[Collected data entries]

◆ ◆ ◆ ◆

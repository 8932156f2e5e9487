// Copyright 2026 Workflow project contributors (see CONTRIBUTORS.md).
// Licensed under the Apache License, Version 2.0 (see LICENSE).

#![deny(warnings)]
#![deny(
    clippy::all,
    clippy::default_trait_access,
    clippy::expl_impl_clone_on_copy,
    clippy::if_not_else,
    clippy::needless_continue,
    clippy::unseparated_literal_suffix,
    clippy::used_underscore_binding
)]
#![allow(clippy::match_ref_pats)]
#![allow(
    clippy::len_without_is_empty,
    clippy::redundant_field_names,
    clippy::too_many_arguments
)]
#![allow(clippy::new_without_default, clippy::new_ret_no_self)]
#![allow(clippy::mutex_atomic)]

//! The thin CLI front door described in §4.10: parses a program file reference and a list of
//! goal targets, resolves the program, runs the goals concurrently, and maps the outcome to a
//! process exit code.

use std::path::PathBuf;
use std::process::ExitCode;
use std::time::Duration;

use clap::Parser;
use engine::{Database, WorkflowItem};

/// Resolves and runs a declarative program's tasks and variables.
#[derive(Parser)]
#[command(name = "workflow")]
struct Opt {
    /// Program file to load, optionally suffixed with `#a.b.c` to address a nested subsection.
    /// Defaults to `workflow.toml` in the current directory.
    #[arg(long)]
    file: Option<String>,

    /// Increase logging verbosity. May be given more than once (`-vv`).
    #[arg(short, long, action = clap::ArgAction::Count)]
    verbose: u8,

    /// Treat every target as stale, ignoring on-disk freshness.
    #[arg(long)]
    force: bool,

    /// Maximum number of subprocesses to run concurrently.
    #[arg(long, default_value = "8")]
    max_concurrent_subprocesses: usize,

    /// Number of worker threads for the runtime. Defaults to the number of available cores.
    #[arg(long)]
    worker_threads: Option<usize>,

    /// One or more goal targets to build (file paths, `#phony` names, or `var(name)`).
    #[arg(required = true)]
    goals: Vec<String>,
}

fn main() -> ExitCode {
    let opt = Opt::parse();

    if logging::init(logging::level_for_verbosity(opt.verbose)).is_err() {
        eprintln!("a logger was already installed");
    }

    let worker_threads = opt
        .worker_threads
        .unwrap_or_else(|| std::thread::available_parallelism().map_or(4, std::num::NonZeroUsize::get));

    let executor = match task_executor::Executor::new_owned(worker_threads) {
        Ok(executor) => executor,
        Err(e) => {
            eprintln!("error: {e}");
            return ExitCode::FAILURE;
        }
    };

    let reference = opt.file.unwrap_or_else(default_program_reference);

    let result = executor.block_on(run(
        &executor,
        &reference,
        opt.force,
        opt.max_concurrent_subprocesses,
        &opt.goals,
    ));

    executor.shutdown(Duration::from_secs(5));

    result
}

fn default_program_reference() -> String {
    PathBuf::from("workflow.toml").display().to_string()
}

async fn run(
    executor: &task_executor::Executor,
    reference: &str,
    force: bool,
    max_concurrent_subprocesses: usize,
    goals: &[String],
) -> ExitCode {
    let database = match Database::load(
        reference,
        executor.to_borrowed(),
        force,
        max_concurrent_subprocesses,
    )
    .await
    {
        Ok(database) => database,
        Err(e) => {
            eprintln!("error: failed to resolve {reference}: {e}");
            return ExitCode::FAILURE;
        }
    };

    let results = database.run_all(goals).await;

    let mut failures = 0;
    for (goal, result) in &results {
        match result {
            Ok(WorkflowItem::Text(text)) if !text.is_empty() => {
                println!("{goal}: {text}");
            }
            Ok(_) => {
                println!("{goal}: ok");
            }
            Err(e) => {
                failures += 1;
                eprintln!("{goal}: FAILED: {e}");
                log::error!("{goal} failed: {e:?}");
            }
        }
    }

    if failures == 0 {
        ExitCode::SUCCESS
    } else {
        eprintln!("{failures} of {} goal(s) failed", results.len());
        ExitCode::FAILURE
    }
}
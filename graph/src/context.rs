// Copyright 2026 Workflow project contributors (see CONTRIBUTORS.md).
// Licensed under the Apache License, Version 2.0 (see LICENSE).

use std::sync::Arc;

use futures::future::BoxFuture;
use tokio::sync::Semaphore;

use crate::node::Node;
use crate::Graph;

///
/// A context passed to a running Node, used to request dependencies and to propagate the chain
/// of in-flight Nodes that cycle detection walks.
///
pub struct Context<N: Node> {
    graph: Arc<Graph<N>>,
    shared: N::Context,
    chain: Arc<Vec<N>>,
}

impl<N: Node> Clone for Context<N> {
    fn clone(&self) -> Self {
        Context {
            graph: self.graph.clone(),
            shared: self.shared.clone(),
            chain: self.chain.clone(),
        }
    }
}

impl<N: Node> Context<N> {
    pub(crate) fn new(graph: Arc<Graph<N>>, shared: N::Context, chain: Arc<Vec<N>>) -> Self {
        Context {
            graph,
            shared,
            chain,
        }
    }

    /// The domain-specific state shared by every Node in this run.
    pub fn shared(&self) -> &N::Context {
        &self.shared
    }

    /// Whether this run was started with a database-wide force-rebuild flag.
    pub fn force(&self) -> bool {
        self.graph.force()
    }

    /// The semaphore throttling concurrently live subprocesses across the whole run.
    pub fn subprocess_semaphore(&self) -> &Arc<Semaphore> {
        self.graph.subprocess_semaphore()
    }

    /// Requests the value of a single dependency Node, extending the call chain used for cycle
    /// detection with the Node currently running.
    pub fn get(&self, node: N) -> BoxFuture<'static, Result<N::Item, N::Error>> {
        let graph = self.graph.clone();
        let shared = self.shared.clone();
        let chain = self.chain.clone();
        Box::pin(async move { graph.run_in_chain(shared, chain, node).await })
    }

    /// Requests several dependency Nodes concurrently. Every dependency is run to completion
    /// regardless of whether earlier ones failed, so that a caller can aggregate every failure
    /// rather than stopping at the first (see the engine crate's `DependencyFailure`).
    pub async fn get_all(&self, nodes: Vec<N>) -> Vec<Result<N::Item, N::Error>> {
        futures::future::join_all(nodes.into_iter().map(|node| self.get(node))).await
    }
}
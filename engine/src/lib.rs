// Copyright 2026 Workflow project contributors (see CONTRIBUTORS.md).
// Licensed under the Apache License, Version 2.0 (see LICENSE).

#![deny(warnings)]
#![deny(
    clippy::all,
    clippy::default_trait_access,
    clippy::expl_impl_clone_on_copy,
    clippy::if_not_else,
    clippy::needless_continue,
    clippy::unseparated_literal_suffix,
    clippy::used_underscore_binding
)]
#![allow(clippy::match_ref_pats)]
#![allow(
    clippy::len_without_is_empty,
    clippy::redundant_field_names,
    clippy::too_many_arguments
)]
#![allow(clippy::new_without_default, clippy::new_ret_no_self)]
#![allow(clippy::mutex_atomic)]

//! The task/variable graph and runtime, and the program resolver, built atop the lazy evaluation
//! engine in the `graph` crate (§2).

pub mod config;
pub mod error;
pub mod node;
pub mod program;
pub mod resolver;
pub mod runner;
pub mod target;
pub mod task;
pub mod template;
pub mod variable;

pub use crate::error::Failure;
pub use crate::node::{WorkflowItem, WorkflowNode, WorkflowShared};
pub use crate::program::ProgramSpec;
pub use crate::resolver::Resolver;
pub use crate::target::Target;
pub use crate::task::Task;

use std::sync::Arc;

use graph::Graph;

/// A fully-resolved program: the populated node database of §2, ready to run goals against.
pub struct Database {
    graph: Arc<Graph<WorkflowNode>>,
    shared: WorkflowShared,
}

impl Database {
    /// Resolves `reference` (a program file path, optionally with a `#a.b.c` subsection suffix)
    /// and everything it transitively includes, into a ready-to-run database.
    pub async fn load(
        reference: &str,
        executor: task_executor::Executor,
        force: bool,
        max_concurrent_subprocesses: usize,
    ) -> Result<Database, Failure> {
        let shared = WorkflowShared::new();
        let graph = Graph::new(executor, force, max_concurrent_subprocesses);
        let resolver = Resolver::new(graph.clone(), shared.clone());
        resolver.resolve_root(reference).await?;
        Ok(Database { graph, shared })
    }

    /// Runs a single goal target to completion (§4.3).
    pub async fn run(&self, goal: &str) -> Result<WorkflowItem, Failure> {
        let target = Target::parse(goal);
        let node = self.shared.resolve(&target)?;
        self.graph.run(self.shared.clone(), node).await
    }

    /// Runs every goal concurrently, pairing each with its result in the order given (§4.10:
    /// goals run concurrently, with one line printed per failure).
    pub async fn run_all(
        &self,
        goals: &[String],
    ) -> Vec<(String, Result<WorkflowItem, Failure>)> {
        let futures = goals
            .iter()
            .map(|goal| async move { (goal.clone(), self.run(goal).await) });
        futures::future::join_all(futures).await
    }

    /// The number of distinct nodes this database has ever evaluated.
    pub fn len(&self) -> usize {
        self.graph.len()
    }

    pub fn is_empty(&self) -> bool {
        self.graph.is_empty()
    }
}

◆ ◆ ◆ ◆

• _Exercise_
Would you set down, word for word, the lines from the opening of the entries above through the line with "outcome to a", both included, and no others?

• _Task output_
repository 8932156f2e5e9487
// Copyright 2026 Workflow project contributors (see CONTRIBUTORS.md).
// Licensed under the Apache License, Version 2.0 (see LICENSE).

#![deny(warnings)]
#![deny(
    clippy::all,
    clippy::default_trait_access,
    clippy::expl_impl_clone_on_copy,
    clippy::if_not_else,
    clippy::needless_continue,
    clippy::unseparated_literal_suffix,
    clippy::used_underscore_binding
)]
#![allow(clippy::match_ref_pats)]
#![allow(
    clippy::len_without_is_empty,
    clippy::redundant_field_names,
    clippy::too_many_arguments
)]
#![allow(clippy::new_without_default, clippy::new_ret_no_self)]
#![allow(clippy::mutex_atomic)]

//! The thin CLI front door described in §4.10: parses a program file reference and a list of
//! goal targets, resolves the program, runs the goals concurrently, and maps the outcome to a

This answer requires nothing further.